Autore: Antonio 2

Toglie la mascherina e si sfiora la rissa sul treno Roma- Lecce. Il video è virale

Sfiorata una furiosa rissa. Le immagini del video sono popolari sul web.

C’è tanta paura tra la gente e (giustamente) molta attenzione alle precauzioni. Ma se qualcuno non rispetta le disposizioni il rischio dell’agitazione di massa è davvero dietro l’angolo. Ciò che è accaduto ieri sul treno Frecciargento Roma-Lecce, ha davvero dell’incredibile.

Una vera e propria rissa sfiorata tra un uomo e una donna, entrambi passeggeri del treno. La furiosa lite è scattata quando un uomo ha tolto la mascherina per parlare al telefono. Il video, ripreso di nascosto da un terzo passeggero del treno, comincia con le urla della donna, seduta qualche posto più in là rispetto all’uomo senza mascherina. La donna chiedeva, a voce alta, di mettere la mascherina, come vogliono le regole. L’uomo, stizzito, si è rifiutato, finché la donna si è alzata andando quasi muso a muso con l’interlocutore. A quel punto è stato addirittura necessario l’intervento del controllore del treno che ha allontanato la donna.

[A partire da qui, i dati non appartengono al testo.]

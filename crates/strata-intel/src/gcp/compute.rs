//! GCP compute instance ingestion.

use serde::Deserialize;
use serde_json::{Map, Value};
use tracing::info;

use strata_core::config::CleanupBehavior;
use strata_core::params::JobParameters;
use strata_core::{StrataError, StrataResult};
use strata_graph::{
    load_nodes, record_module_sync_metadata, CleanupSpec, GraphClient, NodeSpec,
};

use crate::gcp::{page_size, starting_page, SCOPE_LABEL, SCOPE_PARAM, PAGE_NO, PAGE_SIZE};
use crate::records::parse_records;
use crate::source::GcpSource;

const NODE_LABEL: &str = "GCPInstance";

#[derive(Debug, Clone, Deserialize)]
pub struct GcpInstanceRecord {
    pub id: String,
    #[serde(default)]
    pub name: Option<String>,
    #[serde(default)]
    pub zone: Option<String>,
    #[serde(default)]
    pub machine_type: Option<String>,
    #[serde(default)]
    pub status: Option<String>,
}

fn transform(instances: Vec<GcpInstanceRecord>) -> Vec<Map<String, Value>> {
    instances
        .into_iter()
        .map(|instance| {
            let mut record = Map::new();
            record.insert("id".to_string(), Value::from(instance.id));
            if let Some(name) = instance.name {
                record.insert("name".to_string(), Value::from(name));
            }
            if let Some(zone) = instance.zone {
                record.insert("zone".to_string(), Value::from(zone));
            }
            if let Some(machine_type) = instance.machine_type {
                record.insert("machine_type".to_string(), Value::from(machine_type));
            }
            if let Some(status) = instance.status {
                record.insert("status".to_string(), Value::from(status));
            }
            record
        })
        .collect()
}

pub async fn sync(
    client: &GraphClient,
    source: &dyn GcpSource,
    project_id: &str,
    params: &mut JobParameters,
    behavior: CleanupBehavior,
) -> StrataResult<()> {
    let update_tag = params.update_tag();
    let size = page_size(params);
    let mut page_no = starting_page(params);
    let spec = NodeSpec::new(NODE_LABEL, SCOPE_LABEL, SCOPE_PARAM);
    let mut total = 0usize;

    // Each page is loaded before the next is fetched, and the cursor is
    // recorded so a retry within this run does not re-list earlier pages.
    loop {
        params.set(PAGE_NO, page_no);
        params.set(PAGE_SIZE, size);

        let page = source
            .instances(project_id, page_no, size)
            .await
            .map_err(|e| StrataError::provider(e.to_string()))?;
        let instances: Vec<GcpInstanceRecord> = parse_records(page.records, "gcp_instances");
        let records = transform(instances);
        total += load_nodes(client, &spec, &records, project_id, update_tag).await?;

        if !page.has_more {
            break;
        }
        page_no += 1;
    }
    params.unset(PAGE_NO);
    params.unset(PAGE_SIZE);
    info!(project = project_id, instances = total, "Loaded GCP instances");

    let mut cleanup = CleanupSpec::new(NODE_LABEL, "RESOURCE", SCOPE_LABEL, SCOPE_PARAM)
        .build_job()?;
    cleanup.merge_parameters(params);
    cleanup.run(client, behavior).await?;

    record_module_sync_metadata(client, SCOPE_LABEL, project_id, NODE_LABEL, update_tag).await
}

#[cfg(test)]
mod tests {
    use super::*;
    use serde_json::json;

    #[test]
    fn instance_transform_keeps_numeric_style_ids_as_strings() {
        let records = transform(vec![GcpInstanceRecord {
            id: "5123456789".to_string(),
            name: Some("worker-1".to_string()),
            zone: Some("us-central1-a".to_string()),
            machine_type: None,
            status: Some("RUNNING".to_string()),
        }]);
        assert_eq!(records[0]["id"], json!("5123456789"));
        assert_eq!(records[0]["status"], json!("RUNNING"));
        assert!(!records[0].contains_key("machine_type"));
    }
}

La donna non ha accettato il comportamento dell’uomo e ha reagito iniziando ad urlare «Devi mettere la mascherina! Sono le regole!». Gli animi, in un crescendo di agitazioni, sono diventati bollenti quando i due sono arrivati al contatto fisico e la donna ha minacciato di querelare l’uomo. La lite è continuata per diversi minuti. Il video girato da uno dei passeggeri che ha assistito alla scena ha fatto in breve tempo il giro del web. Le immagini sono al vaglio anche degli inquirenti. I passeggeri protagonisti del video sono probabilmente entrambi pugliesi, una regione non tra le più colpite dal Coronavirus, ma che adesso ha molta paura si contano decine di migliaia di rientri di pugliesi dal nord (soprattutto dalla Lombardia). Di seguito le immagini del video diventato popolare sul web.

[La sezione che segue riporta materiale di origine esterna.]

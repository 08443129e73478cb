//! UNWIND-batched upsert of resource nodes and relationships.
//!
//! One statement ingests a whole batch server-side, so round trips stay
//! O(resource types x scopes) instead of O(resources). Every touched node
//! and edge gets `firstseen` on create only and `lastupdated` stamped with
//! the run's update tag; re-running the same batch with the same tag leaves
//! the graph unchanged.

use serde_json::{Map, Value};
use tracing::debug;

use strata_core::{StrataResult, UpdateTag};

use crate::bolt::records_to_bolt;
use crate::cleanup::validate_identifier;
use crate::client::GraphClient;

/// Default records per UNWIND round trip.
pub const DEFAULT_LOAD_BATCH_SIZE: usize = 1000;

/// Describes how a resource type's nodes attach to their owning scope.
#[derive(Debug, Clone)]
pub struct NodeSpec {
    /// Node label, e.g. `S3Bucket`.
    pub label: String,
    /// Identity property, unique within the label, e.g. `id`.
    pub id_key: String,
    /// Scope node label, e.g. `AWSAccount`.
    pub scope_label: String,
    /// Owning relationship label, conventionally `RESOURCE`, directed from
    /// the scope to the resource.
    pub rel_label: String,
    /// Bound parameter name carrying the scope identifier, e.g. `AWS_ID`.
    pub scope_param: String,
    pub batch_size: usize,
}

impl NodeSpec {
    pub fn new(
        label: impl Into<String>,
        scope_label: impl Into<String>,
        scope_param: impl Into<String>,
    ) -> Self {
        Self {
            label: label.into(),
            id_key: "id".to_string(),
            scope_label: scope_label.into(),
            rel_label: "RESOURCE".to_string(),
            scope_param: scope_param.into(),
            batch_size: DEFAULT_LOAD_BATCH_SIZE,
        }
    }

    fn validate(&self) -> StrataResult<()> {
        for name in [
            &self.label,
            &self.id_key,
            &self.scope_label,
            &self.rel_label,
            &self.scope_param,
        ] {
            validate_identifier(name)?;
        }
        Ok(())
    }

    /// The batched upsert statement for this resource type.
    pub fn build_query(&self) -> String {
        format!(
            "UNWIND $Records AS record \
             MERGE (n:{label}{{{id_key}: record.{id_key}}}) \
             ON CREATE SET n.firstseen = timestamp() \
             SET n += record, n.lastupdated = $UPDATE_TAG \
             WITH n \
             MATCH (owner:{scope_label}{{id: ${scope_param}}}) \
             MERGE (owner)-[r:{rel_label}]->(n) \
             ON CREATE SET r.firstseen = timestamp() \
             SET r.lastupdated = $UPDATE_TAG",
            label = self.label,
            id_key = self.id_key,
            scope_label = self.scope_label,
            scope_param = self.scope_param,
            rel_label = self.rel_label,
        )
    }
}

/// Upsert a batch of flattened records as nodes owned by the given scope.
///
/// Records missing the identity key are skipped with a warning rather than
/// failing the batch. Returns the number of records sent.
pub async fn load_nodes(
    client: &GraphClient,
    spec: &NodeSpec,
    records: &[Map<String, Value>],
    scope_id: &str,
    update_tag: UpdateTag,
) -> StrataResult<usize> {
    spec.validate()?;

    let valid: Vec<Map<String, Value>> = records
        .iter()
        .filter(|record| {
            let has_id = record
                .get(&spec.id_key)
                .map(|v| !v.is_null())
                .unwrap_or(false);
            if !has_id {
                tracing::warn!(
                    label = %spec.label,
                    "Skipping record without identity key '{}'",
                    spec.id_key
                );
            }
            has_id
        })
        .cloned()
        .collect();

    let query_text = spec.build_query();
    for chunk in valid.chunks(spec.batch_size) {
        let query = neo4rs::Query::new(query_text.clone())
            .param("Records", records_to_bolt(chunk))
            .param(spec.scope_param.as_str(), scope_id)
            .param("UPDATE_TAG", update_tag.as_i64());
        client
            .execute(query)
            .await
            .map_err(|e| strata_core::StrataError::graph(e.to_string()))?;
    }

    debug!(label = %spec.label, count = valid.len(), "Loaded nodes");
    Ok(valid.len())
}

/// Upsert scope nodes themselves (accounts, subscriptions, projects,
/// tenants). Scopes have no owner, so there is no ownership edge; the stamp
/// discipline is the same as for resources.
pub async fn load_scope_nodes(
    client: &GraphClient,
    label: &str,
    records: &[Map<String, Value>],
    update_tag: UpdateTag,
) -> StrataResult<usize> {
    validate_identifier(label)?;

    let query_text = format!(
        "UNWIND $Records AS record \
         MERGE (n:{label}{{id: record.id}}) \
         ON CREATE SET n.firstseen = timestamp() \
         SET n += record, n.lastupdated = $UPDATE_TAG"
    );
    for chunk in records.chunks(DEFAULT_LOAD_BATCH_SIZE) {
        let query = neo4rs::Query::new(query_text.clone())
            .param("Records", records_to_bolt(chunk))
            .param("UPDATE_TAG", update_tag.as_i64());
        client
            .execute(query)
            .await
            .map_err(|e| strata_core::StrataError::graph(e.to_string()))?;
    }

    debug!(label, count = records.len(), "Loaded scope nodes");
    Ok(records.len())
}

/// Describes a cross-resource relationship between two already-loaded
/// resource types.
#[derive(Debug, Clone)]
pub struct RelSpec {
    pub from_label: String,
    pub from_key: String,
    pub to_label: String,
    pub to_key: String,
    pub rel_label: String,
    pub batch_size: usize,
}

impl RelSpec {
    pub fn new(
        from_label: impl Into<String>,
        to_label: impl Into<String>,
        rel_label: impl Into<String>,
    ) -> Self {
        Self {
            from_label: from_label.into(),
            from_key: "id".to_string(),
            to_label: to_label.into(),
            to_key: "id".to_string(),
            rel_label: rel_label.into(),
            batch_size: DEFAULT_LOAD_BATCH_SIZE,
        }
    }

    fn validate(&self) -> StrataResult<()> {
        for name in [
            &self.from_label,
            &self.from_key,
            &self.to_label,
            &self.to_key,
            &self.rel_label,
        ] {
            validate_identifier(name)?;
        }
        Ok(())
    }

    /// MATCH-both-endpoints merge: the edge is only created or refreshed
    /// when both endpoints already exist.
    pub fn build_query(&self) -> String {
        format!(
            "UNWIND $Rels AS rel \
             MATCH (a:{from_label}{{{from_key}: rel.from_id}}) \
             MATCH (b:{to_label}{{{to_key}: rel.to_id}}) \
             MERGE (a)-[r:{rel_label}]->(b) \
             ON CREATE SET r.firstseen = timestamp() \
             SET r.lastupdated = $UPDATE_TAG",
            from_label = self.from_label,
            from_key = self.from_key,
            to_label = self.to_label,
            to_key = self.to_key,
            rel_label = self.rel_label,
        )
    }
}

/// One endpoint pair for a cross-resource relationship batch.
#[derive(Debug, Clone)]
pub struct RelEndpoints {
    pub from_id: String,
    pub to_id: String,
}

/// Merge a batch of cross-resource relationships, stamping the update tag.
pub async fn load_relationships(
    client: &GraphClient,
    spec: &RelSpec,
    pairs: &[RelEndpoints],
    update_tag: UpdateTag,
) -> StrataResult<usize> {
    spec.validate()?;

    let records: Vec<Map<String, Value>> = pairs
        .iter()
        .map(|pair| {
            let mut m = Map::new();
            m.insert("from_id".to_string(), Value::from(pair.from_id.clone()));
            m.insert("to_id".to_string(), Value::from(pair.to_id.clone()));
            m
        })
        .collect();

    let query_text = spec.build_query();
    for chunk in records.chunks(spec.batch_size) {
        let query = neo4rs::Query::new(query_text.clone())
            .param("Rels", records_to_bolt(chunk))
            .param("UPDATE_TAG", update_tag.as_i64());
        client
            .execute(query)
            .await
            .map_err(|e| strata_core::StrataError::graph(e.to_string()))?;
    }

    debug!(rel = %spec.rel_label, count = pairs.len(), "Loaded relationships");
    Ok(pairs.len())
}

#[cfg(test)]
mod tests {
    use super::*;
    use serde_json::json;

    fn bucket_spec() -> NodeSpec {
        NodeSpec::new("S3Bucket", "AWSAccount", "AWS_ID")
    }

    #[test]
    fn upsert_query_sets_firstseen_on_create_only() {
        let query = bucket_spec().build_query();
        assert!(query.contains("MERGE (n:S3Bucket{id: record.id})"));
        assert!(query.contains("ON CREATE SET n.firstseen = timestamp()"));
        assert!(query.contains("SET n += record, n.lastupdated = $UPDATE_TAG"));
    }

    #[test]
    fn upsert_query_merges_ownership_edge_with_same_stamp() {
        let query = bucket_spec().build_query();
        assert!(query.contains("MATCH (owner:AWSAccount{id: $AWS_ID})"));
        assert!(query.contains("MERGE (owner)-[r:RESOURCE]->(n)"));
        assert!(query.contains("ON CREATE SET r.firstseen = timestamp()"));
        assert!(query.ends_with("SET r.lastupdated = $UPDATE_TAG"));
    }

    #[test]
    fn rel_query_requires_both_endpoints() {
        let query = RelSpec::new("EC2Instance", "EC2SecurityGroup", "MEMBER_OF_EC2_SECURITY_GROUP")
            .build_query();
        assert!(query.contains("MATCH (a:EC2Instance{id: rel.from_id})"));
        assert!(query.contains("MATCH (b:EC2SecurityGroup{id: rel.to_id})"));
        assert!(query.contains("MERGE (a)-[r:MEMBER_OF_EC2_SECURITY_GROUP]->(b)"));
    }

    #[test]
    fn records_without_identity_are_filtered() {
        let records = vec![
            json!({"id": "b1", "region": "us-east-1"}).as_object().unwrap().clone(),
            json!({"region": "eu-west-1"}).as_object().unwrap().clone(),
            json!({"id": null}).as_object().unwrap().clone(),
        ];
        let spec = bucket_spec();
        let valid: Vec<_> = records
            .iter()
            .filter(|r| r.get(&spec.id_key).map(|v| !v.is_null()).unwrap_or(false))
            .collect();
        assert_eq!(valid.len(), 1);
    }

    #[test]
    fn bad_labels_fail_validation() {
        let spec = NodeSpec::new("S3 Bucket", "AWSAccount", "AWS_ID");
        assert!(spec.validate().is_err());
    }
}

Tanti rientri dal Nord: la situazione coronavirus in Puglia

Il numero totale dei moduli compilati sul sito della Regione (ogni persona che entra in Puglia deve autosegnalarsi per disposizioni del Presidente Emiliano) da coloro che sono arrivati in Puglia dal 3 giugno è, per la precisione, di 20.020 persone. Un numero che probabilmente nessuno si aspettava. Ma non è l’unico dato contenuto nel report sul nuovo modulo di autosegnalazione. Delle oltre 20 mila persone, sono 19.271 le persone provenienti dall’Italia, 749 quelle arrivate dall’estero. Proprio la Lombardia, il territorio italiano più colpito dal virus, è la regione dalla quale si registra il maggior numero di arrivi: il 34,8%. Seconda l’Emilia Romagna (13,7%). Poi, sotto il 7%, Campania, Veneto e Piemonte. Tra i quasi mille arrivi dall’estero, la Svizzera risulta essere la prima nazione per numero di autosegnalazioni: il 26,7%.

Intanto i casi in Puglia continuano ad essere bassissimi. Da tempo non si supera la soglia di 10 casi quotidiani. Il bollettino epidemiologico di ieri, 4 giugno, parla di ben 2.543 test effettuati per l’infezione da Covid-19 coronavirus e solo 4 casi positivi, così suddivisi:

  • 1 in provincia di Bari;
  • 1 in provincia di Brindisi;
  • 2 in provincia di Lecce.

Sono stati registrati 3 decessi: 2 in provincia di Bari e 1 in provincia di Taranto. Dall’inizio dell’emergenza sono stati effettuati 125.049 test. Sono 3.022 i pazienti guariti. 967 sono i casi attualmente positivi.